Impact of Financial Liberalisation on Rural Banking
Stage II – Creation of Employment


Major instruments of official anti-poverty policy were programmes for
the creation of employment.



Two strategies for employment generation were envisaged, namely wage
employment through state-sponsored rural employment schemes and
self-employment generation by means of loans-cum-subsidy schemes
targeted at the rural poor.



Thus began a period of directed credit, during which credit was directed
towards “the weaker sections.” The most important new scheme of this
phase was, of course, the Integrated Rural Development Programme or
IRDP, a scheme for the creation of productive income-bearing assets
among the poor through the allocation of subsidized credit.



Both the IRDP and the RRBs proved to be failures. The IRDP‟s failed to
create enough long term assets and the RRBs proved to be unviable as
they incurred losses due to low interest rate, easy regulations, willful
default etc.



In 1989 for the first time, the entire structure of Regional Rural Banks
was challenged by the Agricultural Credit Review Committee (Khusro
Committee).



But such a policy move was politically unthinkable, so the Reserve Bank
and the Government of India quite prudently pushed the Committee
report under the carpet without a public debate.

Impact of Financial Liberalisation on Rural Banking
Stage III – Financial Liberalization


With the neo-liberal economic reforms and the liberalization of
the financial system, the RRBs came under the scanner once again.



The Committee on Financial Systems, 1991 (Narasimham
Committee) stressed the poor financial health of the RRBs to the
exclusion of every other performance indicator. 172 of the 196
RRBs were recorded unprofitable with an aggregate loan recovery
performance of 40.8 percent. (June 1993)



In order to impart viability to the operations of RRBs, the
Narasimham Committee suggested that the RRBs should be
permitted to engage in all types of banking business and should
not be forced to restrict their operations to the target groups, a
proposal which was readily accepted. This recommendation
marked a major turning point in the functioning of RRBs.



It also recommended that interest rates be deregulated, that
capital adequacy norms be changed, that branch licensing policy
be revoked, and that the part played by private Indian and foreign
banks be enlarged.

Impact of Financial Liberalisation on Rural Banking
Rural Banking and Financial Liberalization


In the Report of the Committee on the Financial System, M. Narasimham (RBI, 1991).
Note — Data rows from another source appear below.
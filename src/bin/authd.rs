//! authd server binary.
//!
//! Loads configuration from the environment, connects storage and the
//! one-time token broker, and serves the OAuth 2.0 / OpenID Connect
//! endpoints until SIGINT or SIGTERM.

use anyhow::Result;
use authd::{
    config::Config,
    http::{AppState, build_router},
    oauth::{MemoryOneTimeTokenBroker, OneTimeTokenBroker},
    storage::{create_storage_backend, parse_storage_backend},
};
use std::{env, sync::Arc};
use tokio::net::TcpListener;
use tokio::signal;
use tokio_util::{sync::CancellationToken, task::TaskTracker};
use tracing_subscriber::prelude::*;

#[tokio::main]
async fn main() -> Result<()> {
    tracing_subscriber::registry()
        .with(tracing_subscriber::EnvFilter::new(
            std::env::var("RUST_LOG").unwrap_or_else(|_| "authd=debug,info".into()),
        ))
        .with(tracing_subscriber::fmt::layer().pretty())
        .init();

    let version = authd::config::version()?;

    env::args().for_each(|arg| {
        if arg == "--version" {
            println!("{version}");
            std::process::exit(0);
        }
    });

    tracing::info!(?version, "Starting authd");

    let config = Arc::new(Config::new()?);

    let backend = parse_storage_backend(&config.storage_backend, config.database_url.as_deref())?;
    tracing::info!(backend = %config.storage_backend, "connecting storage");
    let storage = create_storage_backend(backend).await?;

    let one_time_tokens = one_time_token_broker(&config)?;

    let (state, audit_writer) = AppState::new(config.clone(), storage, one_time_tokens);

    // Load or bootstrap the signing key before taking traffic
    let credentials = state.signing_keys.get_active_signing_credentials().await?;
    tracing::info!(kid = %credentials.key_id(), "signing key ready");

    let app = build_router(state);

    let tracker = TaskTracker::new();
    let token = CancellationToken::new();

    {
        let tracker = tracker.clone();
        let inner_token = token.clone();

        let ctrl_c = async {
            if let Err(err) = signal::ctrl_c().await {
                tracing::error!(error = %err, "failed to install Ctrl+C handler");
                std::future::pending::<()>().await;
            }
        };

        #[cfg(unix)]
        let terminate = async {
            match signal::unix::signal(signal::unix::SignalKind::terminate()) {
                Ok(mut stream) => {
                    stream.recv().await;
                }
                Err(err) => {
                    tracing::error!(error = %err, "failed to install signal handler");
                    std::future::pending::<()>().await;
                }
            }
        };

        #[cfg(not(unix))]
        let terminate = std::future::pending::<()>();

        tokio::spawn(async move {
            tokio::select! {
                () = inner_token.cancelled() => { },
                _ = terminate => {},
                _ = ctrl_c => {},
            }

            tracker.close();
            inner_token.cancel();
        });
    }

    tracker.spawn(audit_writer.run(token.clone()));

    {
        let inner_config = config.clone();
        let inner_token = token.clone();
        tracker.spawn(async move {
            let bind_address = format!("0.0.0.0:{}", inner_config.http_port.as_ref());
            tracing::info!("Starting server on {bind_address}");

            let listener = match TcpListener::bind(&bind_address).await {
                Ok(listener) => listener,
                Err(err) => {
                    tracing::error!(error = %err, "failed to bind {bind_address}");
                    inner_token.cancel();
                    return;
                }
            };

            let shutdown_token = inner_token.clone();
            let result = axum::serve(listener, app)
                .with_graceful_shutdown(async move {
                    tokio::select! {
                        () = shutdown_token.cancelled() => { }
                    }
                    tracing::info!("axum graceful shutdown complete");
                })
                .await;
            if let Err(err) = result {
                tracing::error!("axum task failed: {}", err);
            }

            inner_token.cancel();
        });
    }

    tracker.wait().await;

    Ok(())
}

#[cfg(feature = "redis")]
fn one_time_token_broker(config: &Config) -> Result<Arc<dyn OneTimeTokenBroker>> {
    match config.redis_url.as_deref() {
        Some(redis_url) => {
            tracing::info!("using redis one-time token broker");
            let broker = authd::oauth::RedisOneTimeTokenBroker::from_url(redis_url)?;
            Ok(Arc::new(broker))
        }
        None => Ok(Arc::new(MemoryOneTimeTokenBroker::new())),
    }
}

#[cfg(not(feature = "redis"))]
fn one_time_token_broker(config: &Config) -> Result<Arc<dyn OneTimeTokenBroker>> {
    if config.redis_url.is_some() {
        tracing::warn!("REDIS_URL is set but redis support is not compiled in");
    }
    Ok(Arc::new(MemoryOneTimeTokenBroker::new()))
}
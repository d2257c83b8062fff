//! Browser session cookie.
//!
//! The cookie value is an RS256 JWT signed by the [`SigningKeyManager`] with
//! a dedicated audience, so sessions need no server-side table and survive
//! key rotation the same way access tokens do.

use chrono::{DateTime, Duration, Utc};
use http::HeaderMap;
use http::header::COOKIE;
use serde::{Deserialize, Serialize};
use std::sync::Arc;
use uuid::Uuid;

use crate::errors::KeyError;
use crate::oauth::signing_keys::{SigningKeyManager, rs256_validation};

/// Claims carried by the session cookie
#[derive(Debug, Clone, PartialEq, Eq, Serialize, Deserialize)]
pub struct SessionClaims {
    pub iss: String,
    pub aud: String,
    /// User id
    pub sub: String,
    /// Session id
    pub sid: String,
    pub iat: i64,
    pub exp: i64,
    pub auth_time: i64,
}

impl SessionClaims {
    pub fn auth_time(&self) -> DateTime<Utc> {
        DateTime::from_timestamp(self.auth_time, 0).unwrap_or_default()
    }
}

/// Cookie attributes
#[derive(Debug, Clone)]
pub struct SessionSettings {
    pub cookie_name: String,
    pub lifetime: Duration,
    pub secure: bool,
}

impl Default for SessionSettings {
    fn default() -> Self {
        Self {
            cookie_name: "authd_session".to_string(),
            lifetime: Duration::hours(8),
            secure: true,
        }
    }
}

pub struct SessionManager {
    signing_keys: Arc<SigningKeyManager>,
    issuer: String,
    settings: SessionSettings,
}

impl SessionManager {
    pub fn new(
        signing_keys: Arc<SigningKeyManager>,
        issuer: String,
        settings: SessionSettings,
    ) -> Self {
        Self {
            signing_keys,
            issuer,
            settings,
        }
    }

    fn audience(&self) -> String {
        format!("{}/session", self.issuer)
    }

    /// Sign a new session for `user_id`.
    pub async fn issue(
        &self,
        user_id: &str,
        auth_time: DateTime<Utc>,
        now: DateTime<Utc>,
    ) -> Result<String, KeyError> {
        let claims = SessionClaims {
            iss: self.issuer.clone(),
            aud: self.audience(),
            sub: user_id.to_string(),
            sid: Uuid::new_v4().to_string(),
            iat: now.timestamp(),
            exp: (now + self.settings.lifetime).timestamp(),
            auth_time: auth_time.timestamp(),
        };
        let credentials = self.signing_keys.get_active_signing_credentials().await?;
        credentials.sign(&claims)
    }

    /// Verified session from the request cookies, if any.
    pub async fn current(&self, headers: &HeaderMap) -> Option<SessionClaims> {
        let value = extract_cookie(headers, &self.settings.cookie_name)?;
        let validation = rs256_validation(&self.issuer, &self.audience());
        match self
            .signing_keys
            .verify::<SessionClaims>(&value, &validation)
            .await
        {
            Ok(claims) => Some(claims),
            Err(err) => {
                tracing::debug!(error = %err, "ignoring invalid session cookie");
                None
            }
        }
    }

    /// `Set-Cookie` value establishing a session.
    pub fn session_cookie(&self, value: &str) -> String {
        format!(
            "{}={}; Path=/; Max-Age={}; HttpOnly; SameSite=Lax{}",
            self.settings.cookie_name,
            value,
            self.settings.lifetime.num_seconds(),
            self.secure_attribute()
        )
    }

    /// `Set-Cookie` value clearing the session.
    pub fn clear_cookie(&self) -> String {
        format!(
            "{}=; Path=/; Max-Age=0; HttpOnly; SameSite=Lax{}",
            self.settings.cookie_name,
            self.secure_attribute()
        )
    }

    fn secure_attribute(&self) -> &'static str {
        if self.settings.secure { "; Secure" } else { "" }
    }
}

/// Value of cookie `name` from the `Cookie` headers.
pub fn extract_cookie(headers: &HeaderMap, name: &str) -> Option<String> {
    for header in headers.get_all(COOKIE) {
        let Ok(header) = header.to_str() else {
            continue;
        };
        for cookie in header.split(';') {
            if let Some((key, value)) = cookie.trim().split_once('=')
                && key.trim() == name
            {
                let value = value.trim();
                if !value.is_empty() {
                    return Some(value.to_string());
                }
            }
        }
    }
    None
}
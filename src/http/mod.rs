//! Axum HTTP server handlers and extractors for the OAuth 2.0 / OpenID Connect endpoints.

pub mod context;
mod handler_authorize;
mod handler_logout;
mod handler_revoke;
mod handler_session;
mod handler_token;
mod handler_userinfo;
mod handler_well_known;
pub mod middleware_auth;
pub mod server;

pub use context::AppState;
pub use server::build_router;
In its very first paragraph, the
report called for “a vibrant and competitive financial system…to sustain the ongoing reform in the structural
aspects of the real economy.” The Committee said that redistributive objectives “should use the instrumentality of
the fiscal rather than the credit system” and, accordingly, that “directed credit programmes should be phased out.”
It also recommended that interest rates be deregulated, that capital adequacy norms be changed (to “compete with
banks globally”), that branch licensing policy be revoked, that a new institutional structure that is “market-driven
and based on profitability” be created, and that the part played by private Indian and foreign banks be enlarged.



The Indian financial reform strategy at the beginning of the 1990s involved four major initiatives.



First, in order to increase the credit creating capacity of banks reductions in the statutory liquidity ratio and cash
reserve ratio were effected.



Second, in order to increase competition among FIs, structural changes were brought in. This included broad banding of
financial services by commercial banks, allowing entry to private and foreign banks and raising the cap on foreign direct
investment in private banks.



Third, banks were given greater freedom in determining their asset portfolio. They were permitted to breach the
firewall that separated banking sector from stock market and also allowed a greater leeway in altering priority sector
lending targets.



Fourth, in order to protect the system from destabilizing forces concomitant with deregulation, the government
specified new capital adequacy norms for banks, prescribed guidelines for bad debts, and injected massive funds
towards the recapitalization of public sector banks.



Overall financial reform measures were supplemented by a `reversal’ of rural banking policies.



The definition of priority sector was diluted by raising the credit ceiling limit, and by widening the coverage to include
many hitherto non-priority sector heads. At the sametime, non-fulfilment of priority sector target was overlooked and
commercial banks were provided the easy option of meeting the shortfall in priority sector target by investing in special
bonds issued by certain specialized institutions.



Rural banking in India now had to compete on an equal footing on market principles as commercial
banking.
Impact of Financial Liberalisation on Rural Banking
Impact of Financial
Liberalisation on Rural Banking


Before the 1990s, the banking system was open to much criticism,
particularly of its bureaucratic failures, its insensitivity to the
social and economic contexts in which it functioned, and class and
regional inequalities in lending patterns. The reforms proposed in
1991, however, were not attempts to bring rural banking closer
to the poor, but to cut it back altogether and throw the entire
structure of social and development banking overboard. These
overall financial reform measures were supplemented by a
`reversal’ of rural banking policies. The definition of priority
sector was diluted by raising the credit ceiling limit, and by
widening the coverage to include many hitherto non-priority sector
heads. At the same time, non-fulfilment of priority sector target
was overlooked and commercial banks were provided the easy
option of meeting the shortfall in priority sector target by investing
in special bonds issued by certain specialized institutions. Except
for the narrow segment of small borrowal accounts, interest rate
regulations under the priority sector were removed. Branch
licensing policy instrumental in the expansion of commercial bank
branches in rural areas was modified to allow banks to rationalize
their branch networks. Thus, the objective of allocative efficiency
of investment in the economy, the guiding principle behind social
and development banking, was replaced by the objective of
operational efficiency of individual FIs.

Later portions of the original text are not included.